◆ Problem to work on ◆
Tally up every line in the records beneath that has "Copy", and write down only the total.

◆ Task data ◆
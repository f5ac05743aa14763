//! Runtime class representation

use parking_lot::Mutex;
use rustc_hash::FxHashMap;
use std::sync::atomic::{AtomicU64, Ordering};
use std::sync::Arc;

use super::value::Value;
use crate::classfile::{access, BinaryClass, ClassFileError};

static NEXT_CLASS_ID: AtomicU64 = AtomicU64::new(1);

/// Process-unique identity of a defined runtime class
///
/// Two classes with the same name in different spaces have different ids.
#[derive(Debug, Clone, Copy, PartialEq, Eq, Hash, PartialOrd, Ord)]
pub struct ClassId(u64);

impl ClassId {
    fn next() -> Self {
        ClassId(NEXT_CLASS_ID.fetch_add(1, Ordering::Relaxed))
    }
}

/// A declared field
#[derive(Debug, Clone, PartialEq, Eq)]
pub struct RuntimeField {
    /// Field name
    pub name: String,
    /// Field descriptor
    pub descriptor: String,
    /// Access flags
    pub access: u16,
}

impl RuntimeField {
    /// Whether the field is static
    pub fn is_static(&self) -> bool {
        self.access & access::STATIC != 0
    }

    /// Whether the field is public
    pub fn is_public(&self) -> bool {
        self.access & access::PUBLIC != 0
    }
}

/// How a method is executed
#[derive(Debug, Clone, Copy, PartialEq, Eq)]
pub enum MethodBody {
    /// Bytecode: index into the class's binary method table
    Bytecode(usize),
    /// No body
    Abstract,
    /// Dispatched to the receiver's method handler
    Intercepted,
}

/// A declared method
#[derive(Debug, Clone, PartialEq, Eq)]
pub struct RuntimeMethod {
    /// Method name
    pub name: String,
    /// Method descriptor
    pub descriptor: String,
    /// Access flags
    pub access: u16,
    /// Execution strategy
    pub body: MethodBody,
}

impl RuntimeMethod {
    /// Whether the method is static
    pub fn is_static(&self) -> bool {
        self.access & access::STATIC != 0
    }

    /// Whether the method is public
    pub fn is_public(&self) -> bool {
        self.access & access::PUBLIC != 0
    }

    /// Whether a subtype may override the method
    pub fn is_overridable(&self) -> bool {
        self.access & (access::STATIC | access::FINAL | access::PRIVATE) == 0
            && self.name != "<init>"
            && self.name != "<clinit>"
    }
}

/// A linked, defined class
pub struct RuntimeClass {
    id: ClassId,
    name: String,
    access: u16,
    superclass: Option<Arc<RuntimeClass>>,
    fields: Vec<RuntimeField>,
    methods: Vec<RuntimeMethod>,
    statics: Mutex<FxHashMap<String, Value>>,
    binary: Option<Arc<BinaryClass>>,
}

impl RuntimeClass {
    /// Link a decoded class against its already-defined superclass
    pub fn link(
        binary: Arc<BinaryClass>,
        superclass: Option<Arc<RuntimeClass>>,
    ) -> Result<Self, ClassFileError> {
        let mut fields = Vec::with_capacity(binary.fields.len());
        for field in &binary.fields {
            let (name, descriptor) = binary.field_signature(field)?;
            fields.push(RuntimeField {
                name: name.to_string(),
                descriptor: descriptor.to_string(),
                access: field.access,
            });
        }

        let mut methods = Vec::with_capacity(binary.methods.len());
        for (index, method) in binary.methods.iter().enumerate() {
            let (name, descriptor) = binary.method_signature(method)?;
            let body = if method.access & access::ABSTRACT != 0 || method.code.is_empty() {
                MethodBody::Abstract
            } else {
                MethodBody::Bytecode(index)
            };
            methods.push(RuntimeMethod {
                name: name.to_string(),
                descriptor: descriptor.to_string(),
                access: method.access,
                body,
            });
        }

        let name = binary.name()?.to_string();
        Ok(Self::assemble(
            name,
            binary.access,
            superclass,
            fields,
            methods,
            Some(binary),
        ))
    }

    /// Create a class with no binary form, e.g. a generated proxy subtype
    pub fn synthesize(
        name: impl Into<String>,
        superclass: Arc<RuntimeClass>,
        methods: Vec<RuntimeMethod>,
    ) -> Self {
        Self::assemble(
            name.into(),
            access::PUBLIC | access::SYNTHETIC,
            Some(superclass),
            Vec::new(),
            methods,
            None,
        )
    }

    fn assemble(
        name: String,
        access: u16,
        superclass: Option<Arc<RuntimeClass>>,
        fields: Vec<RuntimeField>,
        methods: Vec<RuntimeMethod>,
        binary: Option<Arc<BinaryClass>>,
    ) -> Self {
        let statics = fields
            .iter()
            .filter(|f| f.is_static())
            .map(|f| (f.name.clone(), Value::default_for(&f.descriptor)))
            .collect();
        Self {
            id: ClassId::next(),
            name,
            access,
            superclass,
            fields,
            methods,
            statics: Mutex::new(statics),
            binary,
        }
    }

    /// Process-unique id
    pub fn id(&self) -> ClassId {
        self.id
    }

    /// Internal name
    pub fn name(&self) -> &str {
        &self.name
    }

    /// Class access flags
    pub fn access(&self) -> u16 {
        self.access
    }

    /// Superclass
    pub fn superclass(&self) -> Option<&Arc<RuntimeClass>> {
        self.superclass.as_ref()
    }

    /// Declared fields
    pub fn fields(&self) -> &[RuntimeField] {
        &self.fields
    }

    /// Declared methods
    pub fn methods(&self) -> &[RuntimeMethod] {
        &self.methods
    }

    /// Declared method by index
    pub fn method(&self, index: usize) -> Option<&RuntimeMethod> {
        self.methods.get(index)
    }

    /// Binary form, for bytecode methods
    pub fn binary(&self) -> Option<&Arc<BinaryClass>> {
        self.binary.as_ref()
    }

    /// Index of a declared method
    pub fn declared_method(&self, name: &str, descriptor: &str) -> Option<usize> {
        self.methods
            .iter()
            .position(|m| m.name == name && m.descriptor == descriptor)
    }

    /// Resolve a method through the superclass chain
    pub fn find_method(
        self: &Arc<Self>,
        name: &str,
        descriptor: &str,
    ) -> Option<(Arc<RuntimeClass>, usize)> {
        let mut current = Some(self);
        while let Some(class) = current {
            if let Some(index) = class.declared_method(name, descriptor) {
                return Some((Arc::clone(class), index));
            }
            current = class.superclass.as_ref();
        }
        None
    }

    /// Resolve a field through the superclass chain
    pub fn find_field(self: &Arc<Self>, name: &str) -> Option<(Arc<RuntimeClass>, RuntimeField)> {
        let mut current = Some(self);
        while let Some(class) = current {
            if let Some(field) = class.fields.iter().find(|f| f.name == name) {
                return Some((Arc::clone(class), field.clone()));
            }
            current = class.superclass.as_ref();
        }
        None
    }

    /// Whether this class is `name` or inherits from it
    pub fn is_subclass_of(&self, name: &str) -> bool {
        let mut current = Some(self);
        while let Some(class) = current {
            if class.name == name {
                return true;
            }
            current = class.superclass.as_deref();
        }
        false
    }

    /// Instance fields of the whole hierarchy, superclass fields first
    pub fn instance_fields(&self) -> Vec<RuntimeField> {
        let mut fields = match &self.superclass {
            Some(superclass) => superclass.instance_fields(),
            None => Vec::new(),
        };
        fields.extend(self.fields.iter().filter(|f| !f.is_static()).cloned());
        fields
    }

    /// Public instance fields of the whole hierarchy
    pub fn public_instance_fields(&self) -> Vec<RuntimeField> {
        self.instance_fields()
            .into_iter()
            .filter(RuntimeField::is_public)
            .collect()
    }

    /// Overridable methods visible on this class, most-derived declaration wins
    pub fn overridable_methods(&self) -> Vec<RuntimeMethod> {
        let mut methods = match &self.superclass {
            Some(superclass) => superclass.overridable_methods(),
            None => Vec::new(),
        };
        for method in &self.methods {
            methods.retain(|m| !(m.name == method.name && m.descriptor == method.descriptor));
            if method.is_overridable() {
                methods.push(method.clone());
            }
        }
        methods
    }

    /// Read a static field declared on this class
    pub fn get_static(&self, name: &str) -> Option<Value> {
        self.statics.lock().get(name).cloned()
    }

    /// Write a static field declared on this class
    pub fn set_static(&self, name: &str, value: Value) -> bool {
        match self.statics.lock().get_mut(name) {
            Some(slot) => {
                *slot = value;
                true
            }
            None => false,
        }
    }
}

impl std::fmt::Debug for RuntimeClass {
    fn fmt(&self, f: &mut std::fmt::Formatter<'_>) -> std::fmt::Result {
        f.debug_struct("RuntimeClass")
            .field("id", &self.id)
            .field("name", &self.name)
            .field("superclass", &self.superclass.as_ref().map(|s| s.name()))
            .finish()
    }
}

◆ Solution ◆
2